Indexed Wheels: Rotary devices with 6 mechanically indexed, kinematically docked positions. The only valid positions are the 6 indexed locations encoded with three position sensors bits and a fourth in-position sensor used to sense when the wheel is out of one of these docked positions. There are four indexed wheels in KOSMOS: two filter wheels, a slit mask wheel, and a disperser wheel. Linear Stages: Precision linear stages that can be positioned continuously between two hard limits. A conversion factor is carried in the code to convert stepper motor revolutions (the basic unit of the MicroLYNX) into linear motion of the stage payload in microns.
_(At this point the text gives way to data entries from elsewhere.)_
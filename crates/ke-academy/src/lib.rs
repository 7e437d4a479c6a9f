//! Core library for the KE Academy website backend.
//!
//! Two domains live here: `inquiry` owns the contact-form validation rules and
//! the email hand-off behind `POST /api/contact`, and `schedule` owns the
//! campus timetable catalog together with the calendar arithmetic that drives
//! the week/month viewer. Configuration, telemetry, and the application error
//! type follow the same layout as the rest of our services.

pub mod config;
pub mod error;
pub mod inquiry;
pub mod schedule;
pub mod telemetry;
//! Calendar arithmetic for the timetable viewer.
//!
//! Every date computation runs against a single reference timezone fixed per
//! deployment, so "today" highlighting and week boundaries are identical for
//! a viewer in Sydney and a viewer in London, even when their wall-clock days
//! disagree around midnight. The clock is injected so tests can pin "now".

use std::sync::Arc;

use chrono::{DateTime, Datelike, Duration, NaiveDate, NaiveDateTime, TimeZone, Utc};
use chrono_tz::Tz;

use super::domain::{ClassDay, TimetableEntry};

/// Source of the current instant.
pub trait ReferenceClock: Send + Sync {
    fn now_utc(&self) -> DateTime<Utc>;
}

/// Wall clock used in production.
#[derive(Debug, Clone, Copy, Default)]
pub struct SystemClock;

impl ReferenceClock for SystemClock {
    fn now_utc(&self) -> DateTime<Utc> {
        Utc::now()
    }
}

/// Clock pinned to one instant, for tests and demo output.
#[derive(Debug, Clone, Copy)]
pub struct FixedClock {
    instant: DateTime<Utc>,
}

impl FixedClock {
    pub fn new(instant: DateTime<Utc>) -> Self {
        Self { instant }
    }

    /// A clock whose reference-timezone date is `date` (pinned to midday to
    /// stay clear of DST transitions).
    pub fn for_reference_date(date: NaiveDate, timezone: Tz) -> Self {
        let noon = date.and_hms_opt(12, 0, 0).unwrap_or_else(|| date.and_time(Default::default()));
        let instant = timezone
            .from_local_datetime(&noon)
            .earliest()
            .map(|dt| dt.with_timezone(&Utc))
            .unwrap_or_else(|| noon.and_utc());
        Self { instant }
    }
}

impl ReferenceClock for FixedClock {
    fn now_utc(&self) -> DateTime<Utc> {
        self.instant
    }
}

/// Week/month geometry for the viewer, bound to a clock and timezone.
#[derive(Clone)]
pub struct ScheduleNavigator {
    clock: Arc<dyn ReferenceClock>,
    timezone: Tz,
}

impl ScheduleNavigator {
    pub fn new(clock: Arc<dyn ReferenceClock>, timezone: Tz) -> Self {
        Self { clock, timezone }
    }

    pub fn timezone(&self) -> Tz {
        self.timezone
    }

    /// "Now" expressed in the reference timezone.
    pub fn reference_now(&self) -> NaiveDateTime {
        self.clock
            .now_utc()
            .with_timezone(&self.timezone)
            .naive_local()
    }

    /// Today's calendar date in the reference timezone.
    pub fn reference_today(&self) -> NaiveDate {
        self.reference_now().date()
    }

    /// The Monday of the week containing the reference "now".
    pub fn monday_of_current_week(&self) -> NaiveDate {
        monday_of(self.reference_today())
    }

    /// Whether `date` is today in the reference timezone, ignoring
    /// time-of-day and the caller's local clock.
    pub fn is_today(&self, date: NaiveDate) -> bool {
        date == self.reference_today()
    }
}

/// The ISO start-of-week Monday for any date. A Sunday steps back six days;
/// any other day steps back to the Monday of the same week.
pub fn monday_of(date: NaiveDate) -> NaiveDate {
    date - Duration::days(i64::from(date.weekday().num_days_from_monday()))
}

/// The seven consecutive dates starting at `monday`.
pub fn week_dates(monday: NaiveDate) -> [NaiveDate; 7] {
    std::array::from_fn(|offset| monday + Duration::days(offset as i64))
}

#[derive(Debug, Clone, Copy, PartialEq, Eq)]
pub enum WeekDirection {
    Previous,
    Next,
}

/// Step one week back or forward.
pub fn navigate_week(monday: NaiveDate, direction: WeekDirection) -> NaiveDate {
    match direction {
        WeekDirection::Previous => monday - Duration::days(7),
        WeekDirection::Next => monday + Duration::days(7),
    }
}

/// The Monday of the week containing the 1st of `(year, month)`.
/// Month is 1-based; `None` for an invalid year/month.
pub fn monday_of_month(year: i32, month: u32) -> Option<NaiveDate> {
    NaiveDate::from_ymd_opt(year, month, 1).map(monday_of)
}

/// Monday-first calendar rows for a month, padded with `None` before the 1st
/// and after the last day. Month is 1-based; `None` for an invalid month.
pub fn month_grid(year: i32, month: u32) -> Option<Vec<[Option<u32>; 7]>> {
    let first = NaiveDate::from_ymd_opt(year, month, 1)?;
    let next_month = if month == 12 {
        NaiveDate::from_ymd_opt(year + 1, 1, 1)?
    } else {
        NaiveDate::from_ymd_opt(year, month + 1, 1)?
    };
    let days_in_month = (next_month - first).num_days() as u32;
    let leading = first.weekday().num_days_from_monday() as usize;

    let mut weeks = Vec::with_capacity(6);
    let mut current: [Option<u32>; 7] = [None; 7];
    let mut slot = leading;

    for day in 1..=days_in_month {
        current[slot] = Some(day);
        slot += 1;
        if slot == 7 {
            weeks.push(current);
            current = [None; 7];
            slot = 0;
        }
    }
    if slot > 0 {
        weeks.push(current);
    }

    Some(weeks)
}

/// Entries scheduled on the given JS-style day index (0 = Sunday).
/// An out-of-range index matches nothing.
pub fn entries_for_day(entries: &[TimetableEntry], day_index: u32) -> Vec<&TimetableEntry> {
    match ClassDay::from_js_index(day_index) {
        Some(day) => entries.iter().filter(|entry| entry.day == day).collect(),
        None => Vec::new(),
    }
}

/// Whether any entry lands on the weekday of `(year, month, day)`.
pub fn day_has_classes(year: i32, month: u32, day: u32, entries: &[TimetableEntry]) -> bool {
    NaiveDate::from_ymd_opt(year, month, day)
        .map(|date| {
            let weekday = ClassDay::from_weekday(date.weekday());
            entries.iter().any(|entry| entry.day == weekday)
        })
        .unwrap_or(false)
}
//! The canonical country table for phone validation and dial codes.
//!
//! One table serves both the pre-flight widget data and the authoritative
//! server checks; the old site carried two slightly different copies.

/// Validation and display data for one supported country.
///
/// Digit bounds are length-exact acceptance windows for the national number
/// with the dial prefix stripped, not prefix or checksum validation.
#[derive(Debug, Clone, Copy, PartialEq, Eq)]
pub struct CountryPhoneRule {
    pub code: &'static str,
    pub name: &'static str,
    pub dial_code: &'static str,
    pub min_digits: usize,
    pub max_digits: usize,
}

impl CountryPhoneRule {
    /// Whether `phone` is all ASCII digits with a length this country accepts.
    pub fn matches(&self, phone: &str) -> bool {
        digits_only(phone) && (self.min_digits..=self.max_digits).contains(&phone.len())
    }
}

pub(crate) fn digits_only(phone: &str) -> bool {
    !phone.is_empty() && phone.bytes().all(|b| b.is_ascii_digit())
}

/// The closed set of countries the inquiry form supports.
pub const SUPPORTED_COUNTRIES: [CountryPhoneRule; 16] = [
    rule("AU", "Australia", "+61", 9, 9),
    rule("CN", "China", "+86", 11, 11),
    rule("HK", "Hong Kong", "+852", 8, 8),
    rule("US", "United States", "+1", 10, 10),
    rule("GB", "United Kingdom", "+44", 10, 10),
    rule("NZ", "New Zealand", "+64", 9, 9),
    rule("SG", "Singapore", "+65", 8, 8),
    rule("MY", "Malaysia", "+60", 9, 10),
    rule("IN", "India", "+91", 10, 10),
    rule("JP", "Japan", "+81", 10, 10),
    rule("KR", "South Korea", "+82", 9, 10),
    rule("TW", "Taiwan", "+886", 9, 9),
    rule("PH", "Philippines", "+63", 10, 10),
    rule("ID", "Indonesia", "+62", 9, 12),
    rule("TH", "Thailand", "+66", 9, 9),
    rule("VN", "Vietnam", "+84", 9, 10),
];

pub const DEFAULT_COUNTRY: &str = "AU";
pub const DEFAULT_DIAL_CODE: &str = "+61";

const fn rule(
    code: &'static str,
    name: &'static str,
    dial_code: &'static str,
    min_digits: usize,
    max_digits: usize,
) -> CountryPhoneRule {
    CountryPhoneRule {
        code,
        name,
        dial_code,
        min_digits,
        max_digits,
    }
}

/// Look up the rule for a country code, case-insensitively.
pub fn rule_for(code: &str) -> Option<&'static CountryPhoneRule> {
    let code = code.trim();
    SUPPORTED_COUNTRIES
        .iter()
        .find(|rule| rule.code.eq_ignore_ascii_case(code))
}

/// Dial code for a country, falling back to Australia for anything unknown.
pub fn dial_code_for(code: &str) -> &'static str {
    rule_for(code).map_or(DEFAULT_DIAL_CODE, |rule| rule.dial_code)
}

/// Map an IETF locale tag such as `en-AU` or `zh-Hans-CN` to a supported
/// country code. Unknown or missing regions resolve to Australia.
pub fn detect_country(locale: &str) -> &'static str {
    locale
        .split('-')
        .skip(1)
        .find_map(|subtag| {
            // Region subtags are exactly two letters; skip script subtags.
            if subtag.len() == 2 {
                rule_for(subtag).map(|rule| rule.code)
            } else {
                None
            }
        })
        .unwrap_or(DEFAULT_COUNTRY)
}

#[cfg(test)]
mod tests {
    use super::*;

    #[test]
    fn table_has_sixteen_countries_with_unique_codes() {
        let mut codes: Vec<&str> = SUPPORTED_COUNTRIES.iter().map(|rule| rule.code).collect();
        codes.sort_unstable();
        codes.dedup();
        assert_eq!(codes.len(), 16);
    }

    #[test]
    fn lookup_is_case_insensitive() {
        assert_eq!(rule_for("au").map(|r| r.dial_code), Some("+61"));
        assert_eq!(rule_for(" TW ").map(|r| r.dial_code), Some("+886"));
        assert!(rule_for("ZZ").is_none());
    }

    #[test]
    fn dial_code_falls_back_to_australia() {
        assert_eq!(dial_code_for("CN"), "+86");
        assert_eq!(dial_code_for("XX"), "+61");
        assert_eq!(dial_code_for(""), "+61");
    }

    #[test]
    fn exact_length_windows() {
        let au = rule_for("AU").expect("AU supported");
        assert!(au.matches("412345678"));
        assert!(!au.matches("41234567"));
        assert!(!au.matches("4123456789"));
        assert!(!au.matches("41234567a"));

        let my = rule_for("MY").expect("MY supported");
        assert!(my.matches("123456789"));
        assert!(my.matches("1234567890"));
        assert!(!my.matches("12345678"));
    }

    #[test]
    fn locale_detection_reads_the_region_subtag() {
        assert_eq!(detect_country("en-AU"), "AU");
        assert_eq!(detect_country("zh-Hans-CN"), "CN");
        assert_eq!(detect_country("en"), "AU");
        assert_eq!(detect_country("fr-FR"), "AU");
    }
}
KOSMOS has two linear stages: the camera lens focus stage and the collimator lens focus stage.

The iebUtils library abstracts the mechanisms into wheel and stage types as described in §2.2 and §2.3, respectively, providing generic get, set, and step functions for each. Non-mechanism functions of the IEB include reading out temperature sensors deployed throughout the instrument, reading voltage and current sensors on the main motor drive power supply, and switched power for the main drive supply, the individual MicroLYNX controllers, and to control the operation of the air circulation and exhaust fans in the IEB enclosure. The iebUtils library provides functions implementing all of these features. For the power control functions, iebUtils abstracts these as get and set functions, using a device ID to distinguish the utility being controlled. A list of device IDs is given in Table 2. The iebUtils library functions are summarized in Tables 3 and 4. The following sections of this document describe these functions in detail.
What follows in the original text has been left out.